Śaṅkarācārya · Madhusūdana Sarasvatī · Rāmānujācārya · Vallabhācārya · Swami Ramsukhdas
The eye that does the seeing is given, not earned. The commentators are firm that the divine eye is a fresh faculty supplied by the Lord for the occasion, an eye whose very substance is knowledge, and that the whole vision rests on the Lord's grace at both ends: in the form shown and in the eye that sees. That places the seeing within reach of grace rather than achievement, which is precisely why one tradition reads this moment as the stamp of freely given divine nourishment falling on the very organ of perception.

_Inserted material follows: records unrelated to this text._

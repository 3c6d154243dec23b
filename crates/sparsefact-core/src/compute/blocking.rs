//! Blocked driver for the elimination kernels.
//!
//! [`BlockedElimination`] applies a kernel to a column range, splitting it
//! into disjoint column blocks of at most `threshold` columns once the range
//! is wider than the kernel's threshold. Blocks run on the rayon pool when the
//! `parallel` feature and [`KernelThresholds::parallel`] are both enabled.
//!
//! Every column update reads only the multiplier vector (and, for LDL, a
//! pivot captured before any column is written), so the blocked result is
//! identical to a single sequential [`ApplyCholesky::invoke`] or
//! [`ApplyLdl::invoke`].

use crate::{
    compute::elimination::{update_columns, ApplyCholesky, ApplyLdl, PanelKernel},
    config::thresholds::KernelThresholds,
    core::types::Element,
};
use log::debug;

/// Elimination driver that splits wide column ranges into blocks.
#[derive(Debug, Clone, Default)]
pub struct BlockedElimination {
    thresholds: KernelThresholds,
}

impl BlockedElimination {
    /// Create a driver with the given thresholds.
    pub fn new(thresholds: KernelThresholds) -> Self {
        Self { thresholds }
    }

    /// Thresholds in use.
    pub fn thresholds(&self) -> &KernelThresholds {
        &self.thresholds
    }

    /// Cholesky update of columns `[first_column, column_limit)`.
    ///
    /// Same contract as [`ApplyCholesky::invoke`].
    pub fn cholesky<T: Element>(
        &self,
        data: &mut [T],
        structure: usize,
        first_column: usize,
        column_limit: usize,
        multipliers: &[T],
    ) {
        self.run(&ApplyCholesky, data, structure, first_column, column_limit, multipliers);
    }

    /// LDL update of columns `[first_column, column_limit)`.
    ///
    /// Same contract as [`ApplyLdl::invoke`].
    pub fn ldl<T: Element>(
        &self,
        data: &mut [T],
        structure: usize,
        first_column: usize,
        column_limit: usize,
        multipliers: &[T],
        iteration_point: usize,
    ) {
        let kernel = ApplyLdl::pivot_at(data, structure, iteration_point);
        self.run(&kernel, data, structure, first_column, column_limit, multipliers);
    }

    /// Applies any panel kernel with this driver's blocking policy.
    pub fn run<T, K>(
        &self,
        kernel: &K,
        data: &mut [T],
        structure: usize,
        first_column: usize,
        column_limit: usize,
        multipliers: &[T],
    ) where
        T: Element,
        K: PanelKernel<T>,
    {
        let width = column_limit.saturating_sub(first_column);
        let block = kernel.threshold(&self.thresholds).max(1);

        if width <= block || structure == 0 {
            update_columns(kernel, data, structure, first_column, column_limit, multipliers);
            return;
        }

        debug!(
            "splitting {} columns into blocks of {} (parallel: {})",
            width,
            block,
            self.thresholds.parallel
        );

        let panel = &mut data[first_column * structure..column_limit * structure];
        if self.thresholds.parallel {
            run_blocks_parallel(kernel, panel, structure, first_column, block, multipliers);
        } else {
            run_blocks(kernel, panel, structure, first_column, block, multipliers);
        }
    }
}

fn run_blocks<T, K>(
    kernel: &K,
    panel: &mut [T],
    structure: usize,
    first_column: usize,
    block: usize,
    multipliers: &[T],
) where
    T: Element,
    K: PanelKernel<T>,
{
    for (index, columns) in panel.chunks_mut(block * structure).enumerate() {
        update_block(kernel, columns, structure, first_column + index * block, multipliers);
    }
}

#[cfg(feature = "parallel")]
fn run_blocks_parallel<T, K>(
    kernel: &K,
    panel: &mut [T],
    structure: usize,
    first_column: usize,
    block: usize,
    multipliers: &[T],
) where
    T: Element,
    K: PanelKernel<T>,
{
    use rayon::prelude::*;

    panel
        .par_chunks_mut(block * structure)
        .enumerate()
        .for_each(|(index, columns)| {
            update_block(kernel, columns, structure, first_column + index * block, multipliers);
        });
}

#[cfg(not(feature = "parallel"))]
fn run_blocks_parallel<T, K>(
    kernel: &K,
    panel: &mut [T],
    structure: usize,
    first_column: usize,
    block: usize,
    multipliers: &[T],
) where
    T: Element,
    K: PanelKernel<T>,
{
    run_blocks(kernel, panel, structure, first_column, block, multipliers);
}

#[inline]
fn update_block<T, K>(
    kernel: &K,
    columns: &mut [T],
    structure: usize,
    offset: usize,
    multipliers: &[T],
) where
    T: Element,
    K: PanelKernel<T>,
{
    for (k, column) in columns.chunks_mut(structure).enumerate() {
        kernel.update_column(column, offset + k, multipliers);
    }
}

Śrīdhara Svāmī · Vallabhācārya · Śrī Puruṣottama · Śaṅkarācārya
And the seeing it opens is described as an inner experience, an eye of intuition that works on a different plane than the physical eye or the ordinary mind. So the hope for the ordinary seeker is not to manufacture a vision by looking harder, but to be open inwardly to a way of seeing that is given from within. The instrument was always meant to come from the Lord's side, and that is true for everyone, not only for Arjuna.
Swami Sivananda · Swami Ramsukhdas
Contemplation
Hold onto the one thing this verse quietly teaches: the divine is not seen with the eyes of flesh. No physical looking, however hard, will reach the cosmic form. It is seen only through the divine eye, the eye of intuition, and that is an inner experience, not something the outward eye or even the ordinary mind can grasp. So when you long to perceive what is highest, do not strain outward as if it were a spectacle to be caught. The seeing happens within, and on a different plane than ordinary sight. This reframes longing itself: you are not trying to sharpen the eye you already have, but waiting on a way of seeing that opens from inside.